Some Web sites to check out:

about.com/food — This Yahoo site resembles an online food magazine with articles on changing topics — "What are Trans Fats," "How to Fillet a Fish." The home page includes lists of most popular recent recipe searches and the search function brings up a recipe title and description. The site is divided up into subject content like a cookbook — Southern food, French food, and so on — and you can search within these or search the whole site. There are lots of sponsored links and a free newsletter to which you can subscribe. When you call up a recipe, the source is identified with a brief descriptor, and you get a pop-up guide to related recipes (and also pop-up ads); prep and cook time are given, as well as links to articles that might be helpful in preparing the recipe.

allrecipes.com — Although you can search this site and download recipes without becoming a member, membership is the underpinning of this well-stocked site. It's meant to act as your personal online cookbook with a clipboard area where you can store recipes and find recipes you downloaded in the past. Members also submit recipes and review them. The search function allows you to look for recipes in various groupings, such as light favorites or fast family recipes or low-carb selections. If you subscribe to their Quick-Smart line of cookbooks, you can find recipes, scale them up to as many as 300 servings, print out shopping lists and recipe cards, and review and add personal notes to recipes. Recipe searches give you a title, first name of submitter, links to reviews and ratings, a one-line description of the recipe and a link to more recipes of the same type.

cooks.comCooks.com is a wide-ranging Web site that includes discussion forums, a nutritional analysis function, daily featured articles, frequent updates, a subscription service for food magazines (which support the site) and thousands of recipes. One feature I've often used is the volume and measure conversion feature (under "unit calc"), which allows you to plug in an amount (15 tablespoons, for example) and see it immediately converted into other measures (cups, gallons, milliliters, pints, etc.); there's also information on how to measure and on abbreviations and on equivalents. While it isn't foolproof, since it doesn't take into account whether the food is dry or liquid and how heavy the food is, it's better than doing the math in your head. Another great thing about cooks.com is that, when you do a recipe search, the directory lists not just the recipe name but the first few lines of the instructions, the number of ingredients and the first few ingredients. When you're looking for a specific recipe, this allows you to eliminate many options without having to open the document.

epicurious.com — Condé Nast's Web site in support of its Bon Appétit and Gourmet magazines is an online magazine with articles, a recipe search function, contests, reviews of restaurants and cookbooks, forums, visual guides to various techniques, shopping opportunities and ads, and a function that allows you to download recipes to your cell phone.
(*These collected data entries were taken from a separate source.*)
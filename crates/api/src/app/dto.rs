use serde::{Deserialize, Serialize};

use cleanops_orders::{
    CleaningFrequency, ClientDetails, JobStatus, NewServiceOrder, Priority, ServiceOrder,
    SuperficialArea,
};
use cleanops_pricing::{
    AddOnService, CleaningType, LineItem, Price, PriceBreakdown, PricingError, PricingRule,
    PropertyType, QuoteRequest,
};
use cleanops_core::Weekday;
use cleanops_workforce::{time_options, WeeklyAvailability, Worker, WorkerProfile};

// -------------------------
// Request DTOs
// -------------------------

/// `POST /orders`: client details plus the raw priced fields.
///
/// Priced fields are validated strictly; any `cost` sent by the client is
/// ignored.
#[derive(Debug, Deserialize)]
pub struct CreateOrderRequest {
    #[serde(flatten)]
    pub details: ClientDetails,
    #[serde(flatten)]
    pub quote: QuoteRequest,
}

impl CreateOrderRequest {
    pub fn into_new_order(self) -> Result<NewServiceOrder, PricingError> {
        let validated = self.quote.validate()?;
        Ok(NewServiceOrder {
            details: self.details,
            property_type: validated.property_type,
            fields: validated.fields,
        })
    }
}

#[derive(Debug, Default, Deserialize)]
pub struct QuoteParams {
    #[serde(default)]
    pub strict: bool,
}

#[derive(Debug, Default, Deserialize)]
pub struct DashboardParams {
    pub date: Option<chrono::NaiveDate>,
}

#[derive(Debug, Deserialize)]
pub struct RegisterWorkerRequest {
    #[serde(flatten)]
    pub profile: WorkerProfile,
    #[serde(default)]
    pub availability: WeeklyAvailability,
}

// -------------------------
// Response DTOs
// -------------------------

/// One charged rule of a quote, labelled for display.
#[derive(Debug, Serialize)]
#[serde(rename_all = "camelCase")]
pub struct QuoteLine {
    pub rule: PricingRule,
    pub label: &'static str,
    pub quantity: u64,
    pub unit_amount: u64,
    pub amount: Price,
}

impl From<&LineItem> for QuoteLine {
    fn from(line: &LineItem) -> Self {
        Self {
            rule: line.rule,
            label: line.rule.label(),
            quantity: line.quantity,
            unit_amount: line.unit_amount,
            amount: line.amount,
        }
    }
}

/// `POST /quote`: the total and the rules that contributed to it.
#[derive(Debug, Serialize)]
pub struct QuoteResponse {
    pub cost: Price,
    pub lines: Vec<QuoteLine>,
}

impl From<PriceBreakdown> for QuoteResponse {
    fn from(breakdown: PriceBreakdown) -> Self {
        Self {
            cost: breakdown.total,
            lines: breakdown.charged().map(QuoteLine::from).collect(),
        }
    }
}

#[derive(Debug, Serialize)]
#[serde(rename_all = "camelCase")]
pub struct WorkerView<'a> {
    #[serde(flatten)]
    pub worker: &'a Worker,
    pub availability_summary: Vec<String>,
}

pub fn worker_view(worker: &Worker) -> WorkerView<'_> {
    WorkerView {
        worker,
        availability_summary: worker.availability().summary(),
    }
}

#[derive(Debug, Serialize)]
pub struct Items<T> {
    pub items: Vec<T>,
}

pub fn order_items(orders: &[ServiceOrder]) -> Items<&ServiceOrder> {
    Items {
        items: orders.iter().collect(),
    }
}

fn labels<T: Copy>(all: &[T], label: fn(T) -> &'static str) -> Vec<&'static str> {
    all.iter().copied().map(label).collect()
}

/// Option lists for the order and worker forms.
#[derive(Debug, Serialize)]
#[serde(rename_all = "camelCase")]
pub struct Catalog {
    pub services: Vec<&'static str>,
    pub cleaning_types: Vec<&'static str>,
    pub property_types: Vec<&'static str>,
    pub frequencies: Vec<&'static str>,
    pub superficial_areas: Vec<&'static str>,
    pub priorities: Vec<&'static str>,
    pub statuses: Vec<&'static str>,
    pub weekdays: Vec<&'static str>,
    pub time_options: Vec<String>,
}

impl Catalog {
    pub fn current() -> Self {
        Self {
            services: labels(AddOnService::ALL, AddOnService::label),
            cleaning_types: labels(CleaningType::ALL, CleaningType::label),
            property_types: labels(PropertyType::ALL, PropertyType::label),
            frequencies: labels(CleaningFrequency::ALL, CleaningFrequency::label),
            superficial_areas: labels(SuperficialArea::ALL, SuperficialArea::label),
            priorities: labels(Priority::ALL, Priority::label),
            statuses: labels(JobStatus::ALL, JobStatus::label),
            weekdays: labels(Weekday::ALL, Weekday::label),
            time_options: time_options(),
        }
    }
}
Members can set up their own recipe boxes and enjoy some other features. Free recipe searches bring up title, ratings, reviews, source and date, plus icons that indicate whether it's quick, healthy and so on. One exceptional feature: From the recipe, you can link to tester's notes that go into great detail.

foodnetwork.com — The Web site of TV's Food Network includes show schedules, seasonal articles, videos, a search function that allows you to find a particular show and another that allows you to search for recipes. Lots of shopping opportunities and ads. Recipe searches bring up recipe title, the show it was on, degree of difficulty and user ratings. Recipes link to others from the same episode. Graphics-intensive site can sometimes be slow. Because most recipes are from chefs, you're unlikely to find simple basics here; recipes are more complex.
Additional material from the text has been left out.